Thinking Carefully About Iran at a Dangerous Moment
Preamble
A few days ago, I got a message from a West Point classmate. He knows my background, knows where I’ve spent most of my adult life—Special Forces, the Pentagon, the intelligence community—and he didn’t dress it up. He asked me straight out: “Are you tracking what’s happening in Iran, and what do you think we should do?”
That question stuck with me.
Not because I don’t have views on Iran—I’ve had them for decades—but because it forced me to stop reacting to headlines and start thinking through the problem the way we were trained to: clearly, sequentially, and without comforting illusions. Iran is dangerous. The protesters are brave. U.S. rhetoric is escalating. And the margin for error is shrinking.
This essay is my attempt to answer that question honestly.
It’s probably too long. It’s almost certainly not as polished as it could be. And reasonable people—especially those who haven’t lived inside irregular warfare, regime behavior, and strategic signaling—may disagree with parts of it. That’s fine.
But this is my assessment, grounded in experience and history, and this is my answer to the question: what’s happening in Iran, what are the risks, and what should—and should not—the United States do next?

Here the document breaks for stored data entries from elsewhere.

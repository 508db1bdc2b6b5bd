//! Shared generation context.
//!
//! One [`Context`] lives for one generation pass. Generators write into it, the
//! templating stage reads from it.

use crate::config::SiteConfig;
use crate::data::{DataItem, DataValue};
use serde::Serialize;
use std::collections::{BTreeMap, BTreeSet};
use std::path::{Path, PathBuf};

#[derive(Debug, Default, Serialize)]
pub struct Context {
    /// Loaded data sources, keyed by source name.
    pub data: BTreeMap<String, DataValue>,

    /// Relative source paths of every document registered this pass.
    filenames: BTreeSet<String>,

    /// Files that failed to load this pass, in the order they failed.
    #[serde(skip)]
    failed: Vec<PathBuf>,
}

impl Context {
    pub fn new() -> Self {
        Self::default()
    }

    /// Register a loaded document under its path relative to the content root.
    pub fn add_source_path(&mut self, item: &DataItem, config: &SiteConfig) {
        if let Some(relative) = item.get_relative_source_path(config, None) {
            self.filenames.insert(relative);
        }
    }

    /// Record a file that could not be loaded.
    pub fn add_failed_source_path(&mut self, path: &Path) {
        if !self.failed.iter().any(|failed| failed == path) {
            self.failed.push(path.to_path_buf());
        }
    }

    pub fn filenames(&self) -> &BTreeSet<String> {
        &self.filenames
    }

    pub fn failed_paths(&self) -> &[PathBuf] {
        &self.failed
    }

    /// The `data` mapping as pretty JSON, for templates or inspection.
    pub fn data_to_json(&self) -> serde_json::Result<String> {
        serde_json::to_string_pretty(&self.data)
    }
}

#[cfg(test)]
mod tests {
    use super::*;

    #[test]
    fn test_failed_paths_keep_order_and_dedupe() {
        let mut ctx = Context::new();
        ctx.add_failed_source_path(Path::new("b.yaml"));
        ctx.add_failed_source_path(Path::new("a.yaml"));
        ctx.add_failed_source_path(Path::new("b.yaml"));

        assert_eq!(
            ctx.failed_paths(),
            &[PathBuf::from("b.yaml"), PathBuf::from("a.yaml")]
        );
    }

    #[test]
    fn test_data_to_json() {
        let mut ctx = Context::new();
        ctx.data.insert(
            "colors".into(),
            DataValue::Document(serde_json::json!({ "red": "#f00" })),
        );

        let json: serde_json::Value = serde_json::from_str(&ctx.data_to_json().unwrap()).unwrap();
        assert_eq!(json, serde_json::json!({ "colors": { "red": "#f00" } }));
    }
}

Iran at the Breaking Point: Protest, Power, and the Perils of American Rhetoric
Iran is once again in upheaval—not because of foreign pressure, but because of internal failure.
What began as localized demonstrations over economic collapse has evolved into a nationwide challenge to the legitimacy of the Islamic Republic. Inflation, currency devaluation, corruption, and repression have converged into a familiar but dangerous moment: a regime that cannot reform and a population that can no longer endure.

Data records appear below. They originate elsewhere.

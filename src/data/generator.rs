//! The data generator: resolves `[data] sources` into `context.data`.

use super::{Collection, DataItem, DataValue, LoadError};
use crate::cache::FileCache;
use crate::config::SiteConfig;
use crate::context::Context;
use crate::hooks::Hooks;
use crate::log;
use crate::readers::{ReadError, Readers, read_source};
use crate::utils::files::{IgnoreSet, get_files};
use crate::utils::path::lexical_absolute;
use serde_json::Value;
use std::collections::BTreeMap;
use std::path::Path;

/// Structured formats decoded whole, besides whatever the readers handle.
pub const SUPPORTED_FORMATS: &[&str] = &["json", "yaml", "yml"];

/// Loads every configured data source for one generation pass.
pub struct DataGenerator<'a> {
    config: &'a SiteConfig,
    readers: Readers,
    hooks: Hooks,
    cache: FileCache<Value>,
    ignore: IgnoreSet,
}

impl<'a> DataGenerator<'a> {
    /// Create the generator, load its cache and fire `generator_init`.
    pub fn new(config: &'a SiteConfig, readers: Readers, hooks: Hooks) -> Self {
        let generator = Self {
            config,
            readers,
            hooks,
            cache: FileCache::open(&config.cache, "data"),
            ignore: IgnoreSet::new(config.build.ignore.as_slice()),
        };
        generator.hooks.emit_generator_init(&generator);
        generator
    }

    pub fn config(&self) -> &SiteConfig {
        self.config
    }

    pub fn readers(&self) -> &Readers {
        &self.readers
    }

    /// Whether `name` can be loaded: a known extension, or a directory under
    /// one of the data roots.
    pub fn is_supported(&self, name: &str) -> bool {
        let known_extension = extension(name).is_some_and(|ext| {
            SUPPORTED_FORMATS.contains(&ext) || self.readers.extensions().contains(&ext)
        });

        known_extension
            || self
                .config
                .data
                .paths
                .iter()
                .any(|root| root.join(name).is_dir())
    }

    /// Load all sources into `ctx.data`, replacing its previous value, then
    /// persist both caches and fire `generator_finalized`.
    ///
    /// Never fails: unsupported, missing and broken sources are logged and
    /// left out.
    pub fn generate_context(&mut self, ctx: &mut Context) {
        let config = self.config;
        let mut data = BTreeMap::new();

        for name in &config.data.sources {
            match self.load_source(name, ctx) {
                Ok((key, value)) => {
                    data.insert(key, value);
                }
                Err(err) => log!("warn"; "{err}"),
            }
        }

        log!("data"; "loaded {} of {} data sources", data.len(), config.data.sources.len());
        ctx.data = data;

        if let Err(err) = self.cache.persist() {
            log!("warn"; "could not save data cache: {err:#}");
        }
        if let Err(err) = self.readers.save_cache() {
            log!("warn"; "could not save reader cache: {err:#}");
        }

        self.hooks.emit_generator_finalized(ctx);
    }

    /// Resolve one source against the data roots; first root wins.
    fn load_source(
        &mut self,
        name: &str,
        ctx: &mut Context,
    ) -> Result<(String, DataValue), LoadError> {
        if !self.is_supported(name) {
            return Err(LoadError::Unsupported { name: name.into() });
        }

        let config = self.config;
        for root in &config.data.paths {
            let path = root.join(name);

            if path.is_dir() {
                let collection = self.context_for_dir(name, &path, ctx);
                return Ok((name.to_owned(), DataValue::Collection(collection)));
            }

            if path.exists() {
                let key = strip_extension(name);
                let value = match extension(name) {
                    Some("yaml" | "yml") => self.context_for_yaml(&path, ctx),
                    Some("json") => self.context_for_json(&path, ctx),
                    _ => self.context_for_reader(&path, ctx).map(DataValue::Item),
                };
                return match value {
                    Some(value) => Ok((key, value)),
                    None => Err(LoadError::Missing { name: key }),
                };
            }
        }

        Err(LoadError::Missing { name: name.into() })
    }

    /// Every reader-supported file under `path`, in discovery order. Files
    /// that fail to read are recorded and skipped.
    pub fn context_for_dir(&mut self, name: &str, path: &Path, ctx: &mut Context) -> Collection {
        let mut collection = Collection::new(name, path);
        let extensions = self.readers.extensions();

        for file in get_files(path, &extensions, &self.ignore) {
            if let Some(item) = self.context_for_reader(&file, ctx) {
                collection.push(item);
            }
        }

        collection
    }

    pub fn context_for_yaml(&mut self, path: &Path, ctx: &mut Context) -> Option<DataValue> {
        self.context_for_document(path, ctx, decode_yaml)
    }

    pub fn context_for_json(&mut self, path: &Path, ctx: &mut Context) -> Option<DataValue> {
        self.context_for_document(path, ctx, decode_json)
    }

    fn context_for_document(
        &mut self,
        path: &Path,
        ctx: &mut Context,
        decode: fn(&Path) -> Result<Value, ReadError>,
    ) -> Option<DataValue> {
        if let Some(value) = self.cache.get(path) {
            return Some(DataValue::Document(value));
        }

        match decode(path) {
            Ok(value) => {
                self.cache.set(path, value.clone());
                Some(DataValue::Document(value))
            }
            Err(source) => {
                self.report_failure(path, source, ctx);
                None
            }
        }
    }

    /// A single document through the reader registry, registered in
    /// `ctx.filenames`.
    ///
    /// Items are rebuilt on every pass; the reader cache spares the parsing.
    pub fn context_for_reader(&mut self, path: &Path, ctx: &mut Context) -> Option<DataItem> {
        let config = self.config;
        let path = lexical_absolute(path);

        match self
            .readers
            .read_file(&config.build.content, &path, config, &self.hooks)
        {
            Ok(item) => {
                ctx.add_source_path(&item, config);
                Some(item)
            }
            Err(source) => {
                self.report_failure(&path, source, ctx);
                None
            }
        }
    }

    fn report_failure(&self, path: &Path, source: ReadError, ctx: &mut Context) {
        let err = anyhow::Error::from(LoadError::Parse {
            path: path.to_path_buf(),
            source,
        });

        if self.config.build.debug {
            log!("error"; "{err:?}");
        } else {
            log!("error"; "{err:#}");
        }

        ctx.add_failed_source_path(path);
    }
}

fn decode_yaml(path: &Path) -> Result<Value, ReadError> {
    Ok(serde_yaml::from_str(&read_source(path)?)?)
}

fn decode_json(path: &Path) -> Result<Value, ReadError> {
    Ok(serde_json::from_str(&read_source(path)?)?)
}

fn extension(name: &str) -> Option<&str> {
    Path::new(name).extension()?.to_str()
}

fn strip_extension(name: &str) -> String {
    Path::new(name)
        .with_extension("")
        .to_string_lossy()
        .into_owned()
}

This is not the first time Iran has faced such unrest. But the current wave of protests is broader, more sustained, and more politically explicit than many that came before it—and it is unfolding against a far more volatile regional and global backdrop.
Understanding what is happening in Iran today, and how the world is reacting, requires separating three things that are too often blurred together: the Iranian regime, the Iranian people, and the geopolitical ambitions of outside powers.
From Economic Anger to Political Defiance
The protests began, as so many in Iran do, with economics.
A collapsing rial, runaway inflation, fuel and food price shocks, and persistent unemployment pushed shopkeepers, workers, and students into the streets. What distinguished this wave early on was its geographic spread—urban centers, provincial cities, and historically regime-aligned areas all saw demonstrations.
But economic grievance quickly gave way to political defiance.
Chants shifted from prices to power. Protesters began directly criticizing clerical rule, corruption, and repression. In some cities, slogans openly targeted the Supreme Leader and the system of the Islamic Republic itself. The protests were not centrally organized, but they were unmistakably national in character.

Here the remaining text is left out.